**WHAT THE TASK REQUIRES**:
Only lines with the word "through" are needed; collect each of them from the listing below.

**DATA RECORDS**:

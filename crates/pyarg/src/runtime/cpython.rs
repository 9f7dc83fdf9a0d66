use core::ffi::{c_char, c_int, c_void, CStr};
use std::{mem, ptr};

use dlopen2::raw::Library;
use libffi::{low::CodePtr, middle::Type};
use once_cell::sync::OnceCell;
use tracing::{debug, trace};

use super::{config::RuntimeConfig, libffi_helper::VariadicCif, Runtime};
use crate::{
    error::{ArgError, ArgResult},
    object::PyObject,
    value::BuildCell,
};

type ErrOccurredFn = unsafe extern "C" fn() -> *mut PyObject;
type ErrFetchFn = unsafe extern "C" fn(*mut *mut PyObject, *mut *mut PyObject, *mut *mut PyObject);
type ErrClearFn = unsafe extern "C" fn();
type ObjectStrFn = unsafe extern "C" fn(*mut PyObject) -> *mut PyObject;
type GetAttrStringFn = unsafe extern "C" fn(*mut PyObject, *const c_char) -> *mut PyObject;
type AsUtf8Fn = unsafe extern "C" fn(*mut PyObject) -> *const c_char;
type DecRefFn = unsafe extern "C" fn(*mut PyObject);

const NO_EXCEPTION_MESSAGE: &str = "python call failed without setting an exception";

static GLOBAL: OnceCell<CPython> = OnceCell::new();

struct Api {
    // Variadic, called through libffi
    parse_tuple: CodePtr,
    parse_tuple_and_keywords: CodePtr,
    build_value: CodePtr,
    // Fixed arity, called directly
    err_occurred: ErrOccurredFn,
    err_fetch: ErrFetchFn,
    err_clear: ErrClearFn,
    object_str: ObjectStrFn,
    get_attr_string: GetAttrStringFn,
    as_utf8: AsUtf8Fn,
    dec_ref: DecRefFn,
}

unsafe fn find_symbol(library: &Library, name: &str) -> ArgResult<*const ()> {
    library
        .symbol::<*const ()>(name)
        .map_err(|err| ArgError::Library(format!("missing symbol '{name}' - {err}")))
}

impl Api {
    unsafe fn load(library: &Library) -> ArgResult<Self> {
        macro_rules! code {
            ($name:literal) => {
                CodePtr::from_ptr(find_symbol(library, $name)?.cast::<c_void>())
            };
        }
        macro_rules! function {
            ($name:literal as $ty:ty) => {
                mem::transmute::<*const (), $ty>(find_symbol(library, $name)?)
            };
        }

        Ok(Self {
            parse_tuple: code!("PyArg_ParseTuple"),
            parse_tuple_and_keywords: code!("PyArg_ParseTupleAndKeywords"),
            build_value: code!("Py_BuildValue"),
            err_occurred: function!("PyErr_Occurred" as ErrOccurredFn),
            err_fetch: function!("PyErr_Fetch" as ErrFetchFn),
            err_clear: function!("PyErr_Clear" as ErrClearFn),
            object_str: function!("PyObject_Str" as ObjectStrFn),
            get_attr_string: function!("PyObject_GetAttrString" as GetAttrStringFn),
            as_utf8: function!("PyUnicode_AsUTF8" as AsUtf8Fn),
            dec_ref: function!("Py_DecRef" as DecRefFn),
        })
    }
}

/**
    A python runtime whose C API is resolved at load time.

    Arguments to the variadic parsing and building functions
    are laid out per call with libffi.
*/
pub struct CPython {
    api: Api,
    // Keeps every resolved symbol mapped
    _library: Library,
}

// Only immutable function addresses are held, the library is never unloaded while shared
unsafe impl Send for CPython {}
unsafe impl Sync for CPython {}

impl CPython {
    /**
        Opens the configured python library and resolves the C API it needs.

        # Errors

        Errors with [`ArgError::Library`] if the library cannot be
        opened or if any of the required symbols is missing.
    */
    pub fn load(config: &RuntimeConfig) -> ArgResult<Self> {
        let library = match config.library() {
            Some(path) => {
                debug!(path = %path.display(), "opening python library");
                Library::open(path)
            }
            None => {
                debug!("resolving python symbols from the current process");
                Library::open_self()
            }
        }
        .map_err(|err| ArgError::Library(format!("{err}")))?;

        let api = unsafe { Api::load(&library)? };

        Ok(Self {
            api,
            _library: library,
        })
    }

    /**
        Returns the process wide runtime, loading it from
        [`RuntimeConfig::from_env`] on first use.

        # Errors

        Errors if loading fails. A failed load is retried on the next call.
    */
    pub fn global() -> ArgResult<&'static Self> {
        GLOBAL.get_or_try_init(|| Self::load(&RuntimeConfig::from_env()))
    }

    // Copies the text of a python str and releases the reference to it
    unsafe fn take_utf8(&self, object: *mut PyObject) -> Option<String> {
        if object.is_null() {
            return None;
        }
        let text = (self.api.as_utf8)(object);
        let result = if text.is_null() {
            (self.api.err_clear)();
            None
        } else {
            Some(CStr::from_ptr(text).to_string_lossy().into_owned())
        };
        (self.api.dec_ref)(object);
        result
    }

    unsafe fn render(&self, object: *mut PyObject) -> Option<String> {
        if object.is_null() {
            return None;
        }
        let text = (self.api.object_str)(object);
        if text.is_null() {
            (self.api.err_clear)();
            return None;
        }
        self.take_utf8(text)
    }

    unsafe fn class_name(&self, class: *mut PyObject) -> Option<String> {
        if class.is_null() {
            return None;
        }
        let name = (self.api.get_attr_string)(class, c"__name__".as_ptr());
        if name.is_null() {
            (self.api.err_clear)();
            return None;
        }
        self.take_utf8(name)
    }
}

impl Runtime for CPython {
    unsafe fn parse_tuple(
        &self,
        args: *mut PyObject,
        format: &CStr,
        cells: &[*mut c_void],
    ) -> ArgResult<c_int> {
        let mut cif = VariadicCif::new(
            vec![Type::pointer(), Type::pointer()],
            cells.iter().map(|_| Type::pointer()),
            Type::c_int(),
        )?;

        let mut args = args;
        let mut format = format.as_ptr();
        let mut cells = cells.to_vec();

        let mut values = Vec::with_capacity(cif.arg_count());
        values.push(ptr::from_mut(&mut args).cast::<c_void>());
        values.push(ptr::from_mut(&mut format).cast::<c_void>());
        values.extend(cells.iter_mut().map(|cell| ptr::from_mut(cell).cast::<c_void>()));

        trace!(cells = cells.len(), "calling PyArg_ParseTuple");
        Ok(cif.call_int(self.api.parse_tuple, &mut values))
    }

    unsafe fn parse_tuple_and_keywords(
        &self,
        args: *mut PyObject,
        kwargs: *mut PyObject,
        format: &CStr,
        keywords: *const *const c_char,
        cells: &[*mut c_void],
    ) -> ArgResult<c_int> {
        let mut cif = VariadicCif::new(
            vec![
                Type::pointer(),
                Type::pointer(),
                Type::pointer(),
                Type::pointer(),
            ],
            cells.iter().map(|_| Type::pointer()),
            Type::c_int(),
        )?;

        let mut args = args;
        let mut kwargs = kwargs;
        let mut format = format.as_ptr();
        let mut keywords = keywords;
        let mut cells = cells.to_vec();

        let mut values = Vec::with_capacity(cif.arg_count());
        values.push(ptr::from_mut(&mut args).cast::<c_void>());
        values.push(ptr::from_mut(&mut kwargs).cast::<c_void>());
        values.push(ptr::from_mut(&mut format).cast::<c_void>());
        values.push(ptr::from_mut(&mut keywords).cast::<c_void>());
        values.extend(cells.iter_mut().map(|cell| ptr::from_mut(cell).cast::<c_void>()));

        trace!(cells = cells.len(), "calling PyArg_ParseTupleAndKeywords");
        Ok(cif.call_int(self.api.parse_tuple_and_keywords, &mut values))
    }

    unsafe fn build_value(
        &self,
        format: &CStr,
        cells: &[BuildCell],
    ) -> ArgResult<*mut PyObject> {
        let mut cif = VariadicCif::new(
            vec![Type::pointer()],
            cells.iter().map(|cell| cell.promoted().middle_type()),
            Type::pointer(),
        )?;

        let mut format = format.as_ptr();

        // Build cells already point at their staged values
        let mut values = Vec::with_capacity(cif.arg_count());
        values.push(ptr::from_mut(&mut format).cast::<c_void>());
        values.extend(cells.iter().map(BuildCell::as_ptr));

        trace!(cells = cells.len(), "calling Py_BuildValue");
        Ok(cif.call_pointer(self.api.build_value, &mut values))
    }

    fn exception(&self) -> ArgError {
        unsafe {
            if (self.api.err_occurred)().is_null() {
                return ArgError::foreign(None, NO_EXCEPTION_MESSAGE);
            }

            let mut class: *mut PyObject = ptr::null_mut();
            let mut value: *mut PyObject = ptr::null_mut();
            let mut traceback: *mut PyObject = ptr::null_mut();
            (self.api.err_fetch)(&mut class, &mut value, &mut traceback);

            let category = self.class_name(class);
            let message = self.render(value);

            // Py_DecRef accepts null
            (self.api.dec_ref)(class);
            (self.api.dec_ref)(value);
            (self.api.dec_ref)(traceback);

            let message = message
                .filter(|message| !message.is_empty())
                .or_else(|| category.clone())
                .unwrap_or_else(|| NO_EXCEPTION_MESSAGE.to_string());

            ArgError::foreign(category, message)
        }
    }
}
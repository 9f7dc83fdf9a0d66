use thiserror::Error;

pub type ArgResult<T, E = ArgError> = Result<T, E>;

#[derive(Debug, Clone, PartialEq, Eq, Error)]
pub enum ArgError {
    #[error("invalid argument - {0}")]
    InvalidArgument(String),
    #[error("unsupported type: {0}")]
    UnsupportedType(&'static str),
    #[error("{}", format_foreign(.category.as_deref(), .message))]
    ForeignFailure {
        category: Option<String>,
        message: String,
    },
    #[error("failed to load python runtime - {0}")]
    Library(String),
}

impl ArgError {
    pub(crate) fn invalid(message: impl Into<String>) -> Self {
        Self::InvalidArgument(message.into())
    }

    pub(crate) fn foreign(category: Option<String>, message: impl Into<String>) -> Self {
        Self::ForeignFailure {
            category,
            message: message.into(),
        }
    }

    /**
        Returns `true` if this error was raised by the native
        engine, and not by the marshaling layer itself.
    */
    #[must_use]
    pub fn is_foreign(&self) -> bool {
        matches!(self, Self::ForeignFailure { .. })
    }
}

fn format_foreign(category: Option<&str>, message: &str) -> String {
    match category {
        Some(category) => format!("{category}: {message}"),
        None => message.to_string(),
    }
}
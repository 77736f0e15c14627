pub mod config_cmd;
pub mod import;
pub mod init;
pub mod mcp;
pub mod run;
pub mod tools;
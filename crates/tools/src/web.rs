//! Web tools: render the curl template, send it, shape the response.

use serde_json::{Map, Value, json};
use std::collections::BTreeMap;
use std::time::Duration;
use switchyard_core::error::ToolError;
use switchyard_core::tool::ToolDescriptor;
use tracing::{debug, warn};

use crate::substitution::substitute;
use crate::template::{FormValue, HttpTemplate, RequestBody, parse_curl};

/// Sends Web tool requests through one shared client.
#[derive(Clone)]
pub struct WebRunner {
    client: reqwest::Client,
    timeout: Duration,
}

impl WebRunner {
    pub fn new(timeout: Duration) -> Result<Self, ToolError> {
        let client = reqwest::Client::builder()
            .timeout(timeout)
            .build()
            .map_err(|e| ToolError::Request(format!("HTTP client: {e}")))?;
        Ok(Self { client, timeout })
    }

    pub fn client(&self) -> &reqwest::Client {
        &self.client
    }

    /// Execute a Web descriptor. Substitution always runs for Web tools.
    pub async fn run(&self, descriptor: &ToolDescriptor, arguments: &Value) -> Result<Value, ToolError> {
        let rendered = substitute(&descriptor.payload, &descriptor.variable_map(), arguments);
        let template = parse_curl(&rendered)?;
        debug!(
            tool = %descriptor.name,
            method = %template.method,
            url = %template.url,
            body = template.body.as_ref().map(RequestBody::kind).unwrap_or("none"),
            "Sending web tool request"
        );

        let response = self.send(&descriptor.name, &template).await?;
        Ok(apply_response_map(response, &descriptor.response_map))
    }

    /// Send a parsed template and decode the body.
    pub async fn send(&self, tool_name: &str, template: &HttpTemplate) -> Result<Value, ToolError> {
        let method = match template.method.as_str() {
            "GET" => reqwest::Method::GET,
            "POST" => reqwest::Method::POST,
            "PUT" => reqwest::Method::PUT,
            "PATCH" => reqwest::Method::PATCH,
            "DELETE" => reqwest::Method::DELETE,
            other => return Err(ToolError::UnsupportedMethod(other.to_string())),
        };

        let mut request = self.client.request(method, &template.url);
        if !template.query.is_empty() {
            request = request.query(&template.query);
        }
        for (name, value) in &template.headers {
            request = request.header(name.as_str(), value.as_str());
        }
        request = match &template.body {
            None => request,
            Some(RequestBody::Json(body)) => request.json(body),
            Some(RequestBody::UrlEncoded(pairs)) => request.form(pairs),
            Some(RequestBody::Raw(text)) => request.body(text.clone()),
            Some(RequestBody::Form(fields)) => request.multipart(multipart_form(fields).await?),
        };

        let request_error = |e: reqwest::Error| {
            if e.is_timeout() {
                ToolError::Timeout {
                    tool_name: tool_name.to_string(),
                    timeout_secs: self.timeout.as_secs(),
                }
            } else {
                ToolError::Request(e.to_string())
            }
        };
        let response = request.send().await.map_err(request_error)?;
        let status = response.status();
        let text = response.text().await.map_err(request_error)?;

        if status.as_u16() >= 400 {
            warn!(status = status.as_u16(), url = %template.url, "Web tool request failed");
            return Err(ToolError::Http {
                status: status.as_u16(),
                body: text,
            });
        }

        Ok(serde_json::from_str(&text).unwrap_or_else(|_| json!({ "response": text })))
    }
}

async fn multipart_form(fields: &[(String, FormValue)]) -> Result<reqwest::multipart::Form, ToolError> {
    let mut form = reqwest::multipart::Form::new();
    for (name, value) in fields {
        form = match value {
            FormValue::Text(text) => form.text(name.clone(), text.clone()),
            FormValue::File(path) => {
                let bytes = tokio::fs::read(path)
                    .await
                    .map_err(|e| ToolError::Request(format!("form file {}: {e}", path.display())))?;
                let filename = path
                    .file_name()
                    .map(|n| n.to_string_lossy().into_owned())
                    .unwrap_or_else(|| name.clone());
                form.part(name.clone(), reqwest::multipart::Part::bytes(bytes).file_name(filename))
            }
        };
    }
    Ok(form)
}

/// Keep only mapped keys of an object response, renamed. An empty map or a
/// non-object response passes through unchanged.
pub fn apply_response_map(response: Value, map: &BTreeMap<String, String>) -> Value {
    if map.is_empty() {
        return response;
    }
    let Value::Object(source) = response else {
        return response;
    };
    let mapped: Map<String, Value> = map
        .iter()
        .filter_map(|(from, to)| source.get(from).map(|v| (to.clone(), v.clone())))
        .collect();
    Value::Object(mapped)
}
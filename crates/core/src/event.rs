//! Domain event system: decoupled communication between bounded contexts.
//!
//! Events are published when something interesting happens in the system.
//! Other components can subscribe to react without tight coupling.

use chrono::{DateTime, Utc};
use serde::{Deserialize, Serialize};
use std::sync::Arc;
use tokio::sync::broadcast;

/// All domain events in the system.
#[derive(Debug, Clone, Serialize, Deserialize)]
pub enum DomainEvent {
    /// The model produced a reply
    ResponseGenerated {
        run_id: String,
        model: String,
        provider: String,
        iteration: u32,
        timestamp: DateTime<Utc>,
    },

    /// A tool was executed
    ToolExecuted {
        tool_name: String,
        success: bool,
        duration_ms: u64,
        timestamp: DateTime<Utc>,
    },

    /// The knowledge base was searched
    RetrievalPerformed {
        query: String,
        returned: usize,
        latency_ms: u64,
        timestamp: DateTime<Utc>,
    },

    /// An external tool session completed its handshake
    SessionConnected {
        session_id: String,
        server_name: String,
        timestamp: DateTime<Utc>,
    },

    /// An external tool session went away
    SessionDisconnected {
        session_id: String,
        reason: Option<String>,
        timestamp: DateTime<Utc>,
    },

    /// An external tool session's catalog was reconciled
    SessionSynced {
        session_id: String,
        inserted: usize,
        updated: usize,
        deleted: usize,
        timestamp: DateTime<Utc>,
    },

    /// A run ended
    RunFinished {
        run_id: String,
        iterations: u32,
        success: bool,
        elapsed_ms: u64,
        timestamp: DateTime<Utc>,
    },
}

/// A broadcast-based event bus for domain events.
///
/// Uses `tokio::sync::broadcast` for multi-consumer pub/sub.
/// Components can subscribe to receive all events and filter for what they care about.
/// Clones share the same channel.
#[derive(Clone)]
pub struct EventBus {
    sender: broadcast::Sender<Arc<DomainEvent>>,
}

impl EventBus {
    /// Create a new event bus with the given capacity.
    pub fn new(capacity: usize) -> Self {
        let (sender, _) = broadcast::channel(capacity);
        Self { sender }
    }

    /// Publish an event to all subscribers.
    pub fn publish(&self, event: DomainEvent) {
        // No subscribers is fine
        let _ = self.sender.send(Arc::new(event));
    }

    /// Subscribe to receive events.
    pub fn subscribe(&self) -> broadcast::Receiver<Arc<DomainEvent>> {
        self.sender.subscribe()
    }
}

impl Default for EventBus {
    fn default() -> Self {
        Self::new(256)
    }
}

**ANSWER FOR THE TASK**:
    // Variadic, called through libffi
/// Sends Web tool requests through one shared client.
/// non-object response passes through unchanged.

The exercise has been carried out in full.